* [MATERIAL PROVIDED]:
===============
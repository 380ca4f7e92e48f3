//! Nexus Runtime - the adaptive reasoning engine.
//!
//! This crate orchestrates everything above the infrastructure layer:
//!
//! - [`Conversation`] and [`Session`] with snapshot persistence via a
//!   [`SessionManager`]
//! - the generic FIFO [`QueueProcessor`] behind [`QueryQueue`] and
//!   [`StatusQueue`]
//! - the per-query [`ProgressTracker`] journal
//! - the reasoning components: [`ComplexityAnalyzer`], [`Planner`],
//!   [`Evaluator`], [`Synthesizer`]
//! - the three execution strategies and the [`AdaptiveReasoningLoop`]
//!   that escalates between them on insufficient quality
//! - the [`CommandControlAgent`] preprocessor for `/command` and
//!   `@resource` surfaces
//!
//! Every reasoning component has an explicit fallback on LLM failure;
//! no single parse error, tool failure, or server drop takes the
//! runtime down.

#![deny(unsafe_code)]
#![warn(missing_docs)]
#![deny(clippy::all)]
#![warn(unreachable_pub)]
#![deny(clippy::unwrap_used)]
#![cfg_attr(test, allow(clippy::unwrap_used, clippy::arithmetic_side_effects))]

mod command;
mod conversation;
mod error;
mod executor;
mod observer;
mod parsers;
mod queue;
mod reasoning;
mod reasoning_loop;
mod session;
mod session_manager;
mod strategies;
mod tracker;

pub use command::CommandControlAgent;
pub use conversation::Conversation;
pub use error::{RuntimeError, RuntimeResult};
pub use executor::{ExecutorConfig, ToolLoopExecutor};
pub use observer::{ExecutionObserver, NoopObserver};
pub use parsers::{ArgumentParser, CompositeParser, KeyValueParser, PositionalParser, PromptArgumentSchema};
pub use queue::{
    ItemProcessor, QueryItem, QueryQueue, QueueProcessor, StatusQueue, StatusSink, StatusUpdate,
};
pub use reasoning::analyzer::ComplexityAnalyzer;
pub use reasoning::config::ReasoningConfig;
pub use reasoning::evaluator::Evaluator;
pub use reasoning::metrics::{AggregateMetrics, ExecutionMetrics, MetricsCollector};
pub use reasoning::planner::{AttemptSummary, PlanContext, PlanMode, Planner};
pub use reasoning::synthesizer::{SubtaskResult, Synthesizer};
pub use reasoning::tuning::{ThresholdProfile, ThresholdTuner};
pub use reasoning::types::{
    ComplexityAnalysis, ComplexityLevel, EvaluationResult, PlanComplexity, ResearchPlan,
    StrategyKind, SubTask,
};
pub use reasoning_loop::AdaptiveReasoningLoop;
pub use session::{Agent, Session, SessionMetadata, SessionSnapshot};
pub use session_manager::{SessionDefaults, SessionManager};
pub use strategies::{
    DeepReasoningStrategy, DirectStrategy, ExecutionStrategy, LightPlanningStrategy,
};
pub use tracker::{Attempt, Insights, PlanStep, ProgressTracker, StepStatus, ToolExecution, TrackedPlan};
===============
Output all of the records, keeping every word exact.

repository 380ca4f7e92e48f3
//! Nexus Runtime - the adaptive reasoning engine.
//!
//! This crate orchestrates everything above the infrastructure layer:
//!
//! - [`Conversation`] and [`Session`] with snapshot persistence via a
//!   [`SessionManager`]
//! - the generic FIFO [`QueueProcessor`] behind [`QueryQueue`] and
//!   [`StatusQueue`]
//! - the per-query [`ProgressTracker`] journal
//! - the reasoning components: [`ComplexityAnalyzer`], [`Planner`],
//!   [`Evaluator`], [`Synthesizer`]
//! - the three execution strategies and the [`AdaptiveReasoningLoop`]
//!   that escalates between them on insufficient quality
//! - the [`CommandControlAgent`] preprocessor for `/command` and
//!   `@resource` surfaces
//!
//! Every reasoning component has an explicit fallback on LLM failure;
//! no single parse error, tool failure, or server drop takes the
//! runtime down.

#![deny(unsafe_code)]
#![warn(missing_docs)]
#![deny(clippy::all)]
#![warn(unreachable_pub)]
#![deny(clippy::unwrap_used)]
#![cfg_attr(test, allow(clippy::unwrap_used, clippy::arithmetic_side_effects))]

mod command;
mod conversation;
mod error;
mod executor;
mod observer;
mod parsers;
mod queue;
mod reasoning;
mod reasoning_loop;
mod session;
mod session_manager;
mod strategies;
mod tracker;

pub use command::CommandControlAgent;
pub use conversation::Conversation;
pub use error::{RuntimeError, RuntimeResult};
pub use executor::{ExecutorConfig, ToolLoopExecutor};
pub use observer::{ExecutionObserver, NoopObserver};
pub use parsers::{ArgumentParser, CompositeParser, KeyValueParser, PositionalParser, PromptArgumentSchema};
pub use queue::{
    ItemProcessor, QueryItem, QueryQueue, QueueProcessor, StatusQueue, StatusSink, StatusUpdate,
};
pub use reasoning::analyzer::ComplexityAnalyzer;
pub use reasoning::config::ReasoningConfig;
pub use reasoning::evaluator::Evaluator;
pub use reasoning::metrics::{AggregateMetrics, ExecutionMetrics, MetricsCollector};
pub use reasoning::planner::{AttemptSummary, PlanContext, PlanMode, Planner};
pub use reasoning::synthesizer::{SubtaskResult, Synthesizer};
pub use reasoning::tuning::{ThresholdProfile, ThresholdTuner};
pub use reasoning::types::{
    ComplexityAnalysis, ComplexityLevel, EvaluationResult, PlanComplexity, ResearchPlan,
    StrategyKind, SubTask,
};
pub use reasoning_loop::AdaptiveReasoningLoop;
pub use session::{Agent, Session, SessionMetadata, SessionSnapshot};
pub use session_manager::{SessionDefaults, SessionManager};
pub use strategies::{
    DeepReasoningStrategy, DirectStrategy, ExecutionStrategy, LightPlanningStrategy,
};
pub use tracker::{Attempt, Insights, PlanStep, ProgressTracker, StepStatus, ToolExecution, TrackedPlan};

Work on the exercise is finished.